Morgan Stanley estimated that banks could earn between €4 billion and €24 billion in additional profits by placing the ECB’s cheap loans from last month through the settlement’s end in December 2024 on deposit with the central bank, depending in part on how fast interest rates will rise in the near future. months.
One person briefed on the matter said the ECB estimated that the total profit available to banks was almost half of the maximum estimate by Morgan Stanley. More than 740 banks applied for the loans at their peak in June 2020, when €1.3 trillion was disbursed, but the total number of participants in the scheme is not publicly available.
The ECB started offering the loans in September 2019, the so-called targeted longer-term refinancing operations (TLTRO). Initially, they were available at the ECB’s deposit rate of minus 0.5 percent. But after the pandemic hit, the ECB cut interest rates to minus 1 percent, effectively causing banks to pay even more to lend, provided they don’t shrink their loan portfolios.
The ECB cut the TLTRO rate back to its deposit rate last month. But crucially, the interest on the loans is calculated as an average over their three-year term. Banks can repay the money early every three months.

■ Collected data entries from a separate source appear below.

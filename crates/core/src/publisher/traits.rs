//! Trait definitions for the publisher module.

use async_trait::async_trait;
use thiserror::Error;

use super::types::ProductNotification;

/// Errors from an outbound sink.
#[derive(Debug, Error)]
pub enum PublishError {
    #[error("publisher is closed")]
    Closed,

    #[error("publish rejected: {reason}")]
    Rejected { reason: String },
}

/// Outbound channel for product notifications.
///
/// Delivery is at-least-once; consumers must tolerate duplicates.
#[async_trait]
pub trait Publisher: Send + Sync {
    /// Returns the name of this publisher implementation.
    fn name(&self) -> &str;

    async fn publish(&self, notification: ProductNotification) -> Result<(), PublishError>;
}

Last month, prepayments amounted to €74 billion, much less than expected, reflecting the increased attractiveness of the scheme as interest rates rise.

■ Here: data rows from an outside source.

//! Stage execution.
//!
//! A stage is one external processing program (Level-1A decode, geolocation,
//! Level-1B calibration, destriping). The orchestrator only sees the
//! [`StageRunner`] trait; [`ProcessStageRunner`] is the production
//! implementation and tests substitute a scripted fake.
//!
//! # Outcome classification
//!
//! - Accepted exit code with a new artifact → [`StageOutcome::Completed`]
//! - Accepted exit code without artifact → [`StageOutcome::ArtifactMissing`]
//! - Other exit codes → [`StageOutcome::NonZeroExit`]
//! - Deadline reached → [`StageOutcome::TimedOut`] (the process group is killed)
//! - Program missing or not executable → [`StageOutcome::LaunchError`]

mod config;
mod error;
mod process;
mod traits;
mod types;

pub use config::StageRunnerConfig;
pub use error::StageError;
pub use process::ProcessStageRunner;
pub use traits::StageRunner;
pub use types::{LaunchErrorKind, StageOutcome, StageRequest};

“Some banks have double checked their profit calculations with the ECB and then have abandoned the idea of paying them back early,” said an official.
Fabio Iannò, senior credit officer at Moody’s, said: “We expect European banks to hold on to their TLTROs as long as possible because it’s just free money.” He predicted that most of the ECB’s liquidity would not fund loans, but would be deposited with the central bank.
Morgan Stanley calculated that if the ECB raised its deposit rate to 0.75 percent by the end of this year, a bank that took out a TLTRO loan in June 2020 could earn a 0.6 percent profit margin on the money until it’s repaid in June. June 2023.
“This trade has been quite profitable for us,” said the chief financial officer of a European bank. “It was hard for banks to shout out loud about it – you don’t want to say that as a bank you benefited from the pandemic.”
Although the ECB does not provide bank data, French lenders were the biggest users of cheap liquidity with an exposure of almost €500 billion in April, followed by their competitors in Italy and Germany.
At Germany’s largest lender, Deutsche Bank, the €44.7 billion in TLTRO loans was equivalent to about 9 percent of the total €481 billion in loans.
Last year, Deutsche’s interest income of €494 million was supported by the ECB’s subsidized liquidity, or 15 percent of pre-tax profits. Deutsche, which counts TLTROs as a “government grant” in its accounts, declined to say how much was deposited at the ECB.
A person familiar with the bank’s decision-making said that “a carry trade versus cash was not the aim of Deutsche Bank’s TLTRO participation”.